La Suisse a lancé diverses initiatives pour promouvoir une procédure coordonnée au niveau international pour empêcher l’afflux de ces fonds, bloquer les valeurs patrimoniales de provenance délictueuse et rembourser les propriétaires légitimes.

La stratégie helvétique vise en particulier à identifier la provenance des fonds, dénoncer les transactions suspectes et favoriser l’entraide judiciaire avec les Etats d’origine.

De même, le mécanisme qui permet la restitution est un pilier important de la politique suisse en matière de lutte contre les fonds illégaux.

En quinze ans, la Confédération a ainsi restitué à peu près 1,7 milliard de francs (par exemple les fonds Montesinos, Abacha, Marcos…). C’est plus qu’aucune autre place financière  d’importance comparable.

La Loi fédérale sur la restitution des avoirs illicites (LRAI) est entrée en vigueur le 1er février 2011.

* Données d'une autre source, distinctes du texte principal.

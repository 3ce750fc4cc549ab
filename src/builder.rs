use crate::symbol::Symbol;

/// Constructs syntax tree nodes on behalf of the parser.
///
/// The parser decides what to build and in which order; the builder decides
/// what a node is. Operations cannot fail from the parser's point of view. A
/// builder that cannot honor a call should panic.
pub trait Builder {
    type Node;

    /// Root of a whole program. Statements are added with
    /// [`append_to_block`](Builder::append_to_block).
    fn make_toplevel(&mut self) -> Self::Node;

    fn make_block(&mut self) -> Self::Node;

    fn append_to_block(&mut self, block: &mut Self::Node, node: Self::Node);

    /// Reference to a bare name.
    fn make_name(&mut self, name: Symbol) -> Self::Node;

    /// Empty list, used for call arguments.
    fn make_list(&mut self) -> Self::Node;

    fn append_to_list(&mut self, list: &mut Self::Node, node: Self::Node);

    /// Call of `target`. `args` was built by [`make_list`](Builder::make_list).
    fn make_call(&mut self, target: Symbol, args: Self::Node) -> Self::Node;
}
mod building;
mod traversal;

use crate::geometry::{BoundingBox, FloatType, WorldPoint};

use super::ObjectIdx;

/// Cost model constants for the surface area heuristic.
///
/// Higher `traverse_cost` biases toward shallower trees with larger leaves,
/// higher `intersect_cost` toward deeper trees with more aggressive splits.
#[derive(Copy, Clone, Debug)]
pub struct BuildConfig {
    pub intersect_cost: FloatType,
    pub traverse_cost: FloatType,
}

impl Default for BuildConfig {
    fn default() -> BuildConfig {
        BuildConfig {
            intersect_cost: 10.0,
            traverse_cost: 100.0,
        }
    }
}

/// Kd-tree over the scene's objects. Built once, read-only afterwards.
///
/// Leaves reference objects by index and never own them; an object whose
/// bounds straddle a split plane is referenced from both subtrees.
#[derive(Debug)]
pub struct KdTree {
    root: KdNode,
}

#[derive(Debug)]
struct KdNode {
    bounds: BoundingBox,
    kind: NodeKind,
}

#[derive(Debug)]
enum NodeKind {
    Leaf {
        candidates: Vec<ObjectIdx>,
    },
    Inner {
        axis: usize,
        coordinate: FloatType,
        left: Box<KdNode>,
        right: Box<KdNode>,
    },
}

/// Nearest intersection found by a traversal.
#[derive(Copy, Clone, Debug, PartialEq)]
pub struct Hit {
    pub object: ObjectIdx,
    pub point: WorldPoint,
}

impl KdTree {
    /// Number of nodes on the longest root-to-leaf path.
    pub fn depth(&self) -> usize {
        fn depth(node: &KdNode) -> usize {
            match &node.kind {
                NodeKind::Leaf { .. } => 1,
                NodeKind::Inner { left, right, .. } => 1 + depth(left).max(depth(right)),
            }
        }
        depth(&self.root)
    }

    /// Total number of candidate references across all leaves.
    /// At least the object count; duplicates come from straddling objects.
    pub fn candidate_references(&self) -> usize {
        fn count(node: &KdNode) -> usize {
            match &node.kind {
                NodeKind::Leaf { candidates } => candidates.len(),
                NodeKind::Inner { left, right, .. } => count(left) + count(right),
            }
        }
        count(&self.root)
    }
}
use std::path::Path;

use anyhow::Result;
use indicatif::{ProgressBar, ProgressStyle};

use kdray::geometry::{ColorVector, ScreenSize, WorldPoint};
use kdray::scene::kd_tree::BuildConfig;
use kdray::scene::primitives::{Polygon, Sphere};
use kdray::scene::{LightParams, Material, Object, PointLight};
use kdray::{Camera, RenderSettings, Scene, render_to_file};

/// A closed room with a handful of spheres, lit by two ceiling-height lights.
fn demo_scene() -> Scene {
    let mut objects: Vec<Box<dyn Object>> = Vec::new();

    let sphere = |center: [f64; 3], radius: f64, color: [f64; 3]| -> Box<dyn Object> {
        Box::new(Sphere::new(
            center.into(),
            radius,
            Material::matte(ColorVector::from(color)),
        ))
    };
    objects.push(sphere([400.0, 300.0, 900.0], 200.0, [0.2, 0.2, 0.8]));
    objects.push(sphere([0.0, 0.0, 500.0], 100.0, [0.9, 0.5, 0.1]));
    objects.push(sphere([-100.0, 0.0, 500.0], 50.0, [0.8, 0.1, 0.1]));
    objects.push(sphere([100.0, 0.0, 500.0], 50.0, [0.9, 0.8, 0.2]));
    objects.push(sphere([-50.0, 100.0, 500.0], 50.0, [0.1, 0.7, 0.2]));
    objects.push(sphere([50.0, 100.0, 500.0], 50.0, [0.4, 0.7, 0.9]));

    // The room. Every wall's normal is turned toward its center.
    let room_center = WorldPoint::new(0.0, 0.0, 500.0);
    let wall = |vertices: [[f64; 3]; 4], color: [f64; 3]| -> Box<dyn Object> {
        Box::new(
            Polygon::quadrangle(
                vertices.map(WorldPoint::from),
                Material::matte(ColorVector::from(color)),
            )
            .with_orientation(room_center),
        )
    };
    let grey = [0.6, 0.6, 0.6];
    // Left and right.
    objects.push(wall(
        [
            [-500.0, -400.0, 0.0],
            [-500.0, 400.0, 0.0],
            [-500.0, 400.0, 1000.0],
            [-500.0, -400.0, 1000.0],
        ],
        [0.7, 0.3, 0.3],
    ));
    objects.push(wall(
        [
            [500.0, -400.0, 0.0],
            [500.0, 400.0, 0.0],
            [500.0, 400.0, 1000.0],
            [500.0, -400.0, 1000.0],
        ],
        [0.3, 0.7, 0.3],
    ));
    // Back.
    objects.push(wall(
        [
            [-500.0, -400.0, 1000.0],
            [500.0, -400.0, 1000.0],
            [500.0, 400.0, 1000.0],
            [-500.0, 400.0, 1000.0],
        ],
        grey,
    ));
    // Ceiling and floor.
    objects.push(wall(
        [
            [-500.0, -400.0, 0.0],
            [500.0, -400.0, 0.0],
            [500.0, -400.0, 1000.0],
            [-500.0, -400.0, 1000.0],
        ],
        grey,
    ));
    objects.push(wall(
        [
            [-500.0, 400.0, 0.0],
            [500.0, 400.0, 0.0],
            [500.0, 400.0, 1000.0],
            [-500.0, 400.0, 1000.0],
        ],
        grey,
    ));

    let lights = vec![
        PointLight::new(
            WorldPoint::new(0.0, -350.0, 250.0),
            LightParams::uniform(1e6),
        ),
        PointLight::new(
            WorldPoint::new(0.0, -350.0, 750.0),
            LightParams::uniform(1e6),
        ),
    ];

    Scene::new(objects, lights, &BuildConfig::default())
}

fn main() -> Result<()> {
    let scene = demo_scene();
    let camera = Camera::builder()
        .eye(WorldPoint::new(0.0, 0.0, -500.0))
        .left_top(WorldPoint::new(-400.0, -300.0, 0.0))
        .right_top(WorldPoint::new(400.0, -300.0, 0.0))
        .left_bottom(WorldPoint::new(-400.0, 300.0, 0.0))
        .resolution(ScreenSize::new(800, 600))
        .build();

    let progress = ProgressBar::new(camera.resolution().y as u64)
        .with_style(ProgressStyle::with_template("{wide_bar} {pos}/{len} rows")?);
    render_to_file(
        &scene,
        &camera,
        &RenderSettings::default(),
        Path::new("render.png"),
        |_row| progress.inc(1),
    )?;
    progress.finish();

    Ok(())
}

Elle vise à donner une base légale aux autorités suisses pour restituer des fonds bloqués en Suisse après l’expérience négative des procédures pénales dans les cas de Mobutu et Duvalier.

La LRAI constitue une alternative à la procédure pénale, en rendant possible la confiscation des avoirs de provenance manifestement illicite de personnes politiquement exposées (PEPs).

Si, au terme de la procédure, la PEP n’est pas en mesure de prouver l’origine licite des avoirs, ceux-ci sont confisqués et restitués de manière transparente à l’Etat de provenance, au bénéfice de la population et pour financer des programmes d’intérêt public.